impl DomHost for FakeDom {
    type Element = NodeId;

    fn query(&self, selector: &str) -> Option<NodeId> {
        let tree = self.tree.borrow();
        let body = tree.body;
        let matches = |id: &NodeId| {
            let node = tree.node(*id);
            if let Some(id_sel) = selector.strip_prefix('#') {
                node.attr("id") == Some(id_sel)
            } else if let Some(class) = selector.strip_prefix('.') {
                node.classes().contains(&class)
            } else {
                node.tag == selector
            }
        };
        if matches(&body) {
            return Some(body);
        }
        tree.descendants(body).into_iter().find(|id| matches(id))
    }

    fn descendants(&self, root: &NodeId) -> Vec<NodeId> {
        self.tree.borrow().descendants(*root)
    }

    fn active_element(&self) -> Option<NodeId> {
        let tree = self.tree.borrow();
        match tree.active {
            Some(id) if tree.is_connected(id) => Some(id),
            _ => Some(tree.body),
        }
    }

    fn contains(&self, root: &NodeId, el: &NodeId) -> bool {
        self.tree.borrow().ancestors_inclusive(*el).contains(root)
    }

    fn tag_name(&self, el: &NodeId) -> String {
        self.tree.borrow().node(*el).tag.clone()
    }

    fn attribute(&self, el: &NodeId, name: &str) -> Option<String> {
        self.tree.borrow().node(*el).attr(name).map(str::to_string)
    }

    fn is_connected(&self, el: &NodeId) -> bool {
        self.tree.borrow().is_connected(*el)
    }

    fn is_rendered(&self, el: &NodeId) -> bool {
        self.tree.borrow().is_rendered(*el)
    }

    fn set_attribute(&self, el: &NodeId, name: &str, value: &str) {
        self.tree.borrow_mut().set_attr(*el, name, value);
    }

    fn remove_attribute(&self, el: &NodeId, name: &str) {
        self.tree.borrow_mut().remove_attr(*el, name);
    }

    fn add_class(&self, el: &NodeId, class: &str) {
        self.tree.borrow_mut().add_class(*el, class);
    }

    fn remove_class(&self, el: &NodeId, class: &str) {
        self.tree.borrow_mut().remove_class(*el, class);
    }

    fn has_class(&self, el: &NodeId, class: &str) -> bool {
        self.tree.borrow().node(*el).classes().contains(&class)
    }

    fn set_inner_html(&self, el: &NodeId, html: &str) {
        let mut tree = self.tree.borrow_mut();
        let children = tree.node(*el).children.clone();
        for child in children {
            tree.detach(child);
        }
        tree.build(*el, parse_fragment(html));
    }

    fn inner_html(&self, el: &NodeId) -> String {
        let tree = self.tree.borrow();
        let mut out = String::new();
        for child in &tree.node(*el).children {
            tree.serialize(*child, &mut out);
        }
        out
    }

    fn set_text(&self, el: &NodeId, text: &str) {
        let mut tree = self.tree.borrow_mut();
        let children = tree.node(*el).children.clone();
        for child in children {
            tree.detach(child);
        }
        let id = tree.push(Node::text(text));
        tree.append(*el, id);
    }

    fn set_displayed(&self, el: &NodeId, displayed: bool) {
        self.tree.borrow_mut().node_mut(*el).displayed = displayed;
    }

    fn focus(&self, el: &NodeId) -> bool {
        let mut tree = self.tree.borrow_mut();
        if tree.accepts_focus(*el) {
            tree.active = Some(*el);
            true
        } else {
            false
        }
    }

    fn add_body_class(&self, class: &str) {
        let body = self.body();
        self.tree.borrow_mut().add_class(body, class);
    }

    fn remove_body_class(&self, class: &str) {
        let body = self.body();
        self.tree.borrow_mut().remove_class(body, class);
    }

    fn body_has_class(&self, class: &str) -> bool {
        let body = self.body();
        self.has_class(&body, class)
    }

    fn append_overlay(&self, class: &str) -> Result<NodeId, String> {
        let mut tree = self.tree.borrow_mut();
        if tree.fail_overlays {
            return Err("overlay creation disabled".into());
        }
        let id = tree.push(Node::element("div", vec![("class".into(), class.to_string())]));
        let body = tree.body;
        tree.append(body, id);
        Ok(id)
    }

    fn remove_element(&self, el: &NodeId) {
        self.tree.borrow_mut().detach(*el);
    }

    fn listen_keydown(&self, handler: KeyHandler) -> Result<ListenerId, String> {
        Ok(self.tree.borrow_mut().register(Listener::Keydown(Rc::new(RefCell::new(handler)))))
    }

    fn listen_click(&self, el: &NodeId, handler: ClickHandler) -> Result<ListenerId, String> {
        Ok(self
            .tree
            .borrow_mut()
            .register(Listener::Click(*el, Rc::new(RefCell::new(handler)))))
    }

    fn listen_delegated_click(
        &self,
        root: &NodeId,
        class: &str,
        handler: DelegatedHandler<NodeId>,
    ) -> Result<ListenerId, String> {
        Ok(self.tree.borrow_mut().register(Listener::Delegated(
            *root,
            class.to_string(),
            Rc::new(RefCell::new(handler)),
        )))
    }

    fn unlisten(&self, id: ListenerId) {
        self.tree.borrow_mut().listeners.retain(|(l, _)| *l != id.0);
    }
}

----------

Line for line, set down the listing above again.

# [Response box]
impl DomHost for FakeDom {
    type Element = NodeId;

    fn query(&self, selector: &str) -> Option<NodeId> {
        let tree = self.tree.borrow();
        let body = tree.body;
        let matches = |id: &NodeId| {
            let node = tree.node(*id);
            if let Some(id_sel) = selector.strip_prefix('#') {
                node.attr("id") == Some(id_sel)
            } else if let Some(class) = selector.strip_prefix('.') {
                node.classes().contains(&class)
            } else {
                node.tag == selector
            }
        };
        if matches(&body) {
            return Some(body);
        }
        tree.descendants(body).into_iter().find(|id| matches(id))
    }

    fn descendants(&self, root: &NodeId) -> Vec<NodeId> {
        self.tree.borrow().descendants(*root)
    }

    fn active_element(&self) -> Option<NodeId> {
        let tree = self.tree.borrow();
        match tree.active {
            Some(id) if tree.is_connected(id) => Some(id),
            _ => Some(tree.body),
        }
    }

    fn contains(&self, root: &NodeId, el: &NodeId) -> bool {
        self.tree.borrow().ancestors_inclusive(*el).contains(root)
    }

    fn tag_name(&self, el: &NodeId) -> String {
        self.tree.borrow().node(*el).tag.clone()
    }

    fn attribute(&self, el: &NodeId, name: &str) -> Option<String> {
        self.tree.borrow().node(*el).attr(name).map(str::to_string)
    }

    fn is_connected(&self, el: &NodeId) -> bool {
        self.tree.borrow().is_connected(*el)
    }

    fn is_rendered(&self, el: &NodeId) -> bool {
        self.tree.borrow().is_rendered(*el)
    }

    fn set_attribute(&self, el: &NodeId, name: &str, value: &str) {
        self.tree.borrow_mut().set_attr(*el, name, value);
    }

    fn remove_attribute(&self, el: &NodeId, name: &str) {
        self.tree.borrow_mut().remove_attr(*el, name);
    }

    fn add_class(&self, el: &NodeId, class: &str) {
        self.tree.borrow_mut().add_class(*el, class);
    }

    fn remove_class(&self, el: &NodeId, class: &str) {
        self.tree.borrow_mut().remove_class(*el, class);
    }

    fn has_class(&self, el: &NodeId, class: &str) -> bool {
        self.tree.borrow().node(*el).classes().contains(&class)
    }

    fn set_inner_html(&self, el: &NodeId, html: &str) {
        let mut tree = self.tree.borrow_mut();
        let children = tree.node(*el).children.clone();
        for child in children {
            tree.detach(child);
        }
        tree.build(*el, parse_fragment(html));
    }

    fn inner_html(&self, el: &NodeId) -> String {
        let tree = self.tree.borrow();
        let mut out = String::new();
        for child in &tree.node(*el).children {
            tree.serialize(*child, &mut out);
        }
        out
    }

    fn set_text(&self, el: &NodeId, text: &str) {
        let mut tree = self.tree.borrow_mut();
        let children = tree.node(*el).children.clone();
        for child in children {
            tree.detach(child);
        }
        let id = tree.push(Node::text(text));
        tree.append(*el, id);
    }

    fn set_displayed(&self, el: &NodeId, displayed: bool) {
        self.tree.borrow_mut().node_mut(*el).displayed = displayed;
    }

    fn focus(&self, el: &NodeId) -> bool {
        let mut tree = self.tree.borrow_mut();
        if tree.accepts_focus(*el) {
            tree.active = Some(*el);
            true
        } else {
            false
        }
    }

    fn add_body_class(&self, class: &str) {
        let body = self.body();
        self.tree.borrow_mut().add_class(body, class);
    }

    fn remove_body_class(&self, class: &str) {
        let body = self.body();
        self.tree.borrow_mut().remove_class(body, class);
    }

    fn body_has_class(&self, class: &str) -> bool {
        let body = self.body();
        self.has_class(&body, class)
    }

    fn append_overlay(&self, class: &str) -> Result<NodeId, String> {
        let mut tree = self.tree.borrow_mut();
        if tree.fail_overlays {
            return Err("overlay creation disabled".into());
        }
        let id = tree.push(Node::element("div", vec![("class".into(), class.to_string())]));
        let body = tree.body;
        tree.append(body, id);
        Ok(id)
    }

    fn remove_element(&self, el: &NodeId) {
        self.tree.borrow_mut().detach(*el);
    }

    fn listen_keydown(&self, handler: KeyHandler) -> Result<ListenerId, String> {
        Ok(self.tree.borrow_mut().register(Listener::Keydown(Rc::new(RefCell::new(handler)))))
    }

    fn listen_click(&self, el: &NodeId, handler: ClickHandler) -> Result<ListenerId, String> {
        Ok(self
            .tree
            .borrow_mut()
            .register(Listener::Click(*el, Rc::new(RefCell::new(handler)))))
    }

    fn listen_delegated_click(
        &self,
        root: &NodeId,
        class: &str,
        handler: DelegatedHandler<NodeId>,
    ) -> Result<ListenerId, String> {
        Ok(self.tree.borrow_mut().register(Listener::Delegated(
            *root,
            class.to_string(),
            Rc::new(RefCell::new(handler)),
        )))
    }

    fn unlisten(&self, id: ListenerId) {
        self.tree.borrow_mut().listeners.retain(|(l, _)| *l != id.0);
    }
}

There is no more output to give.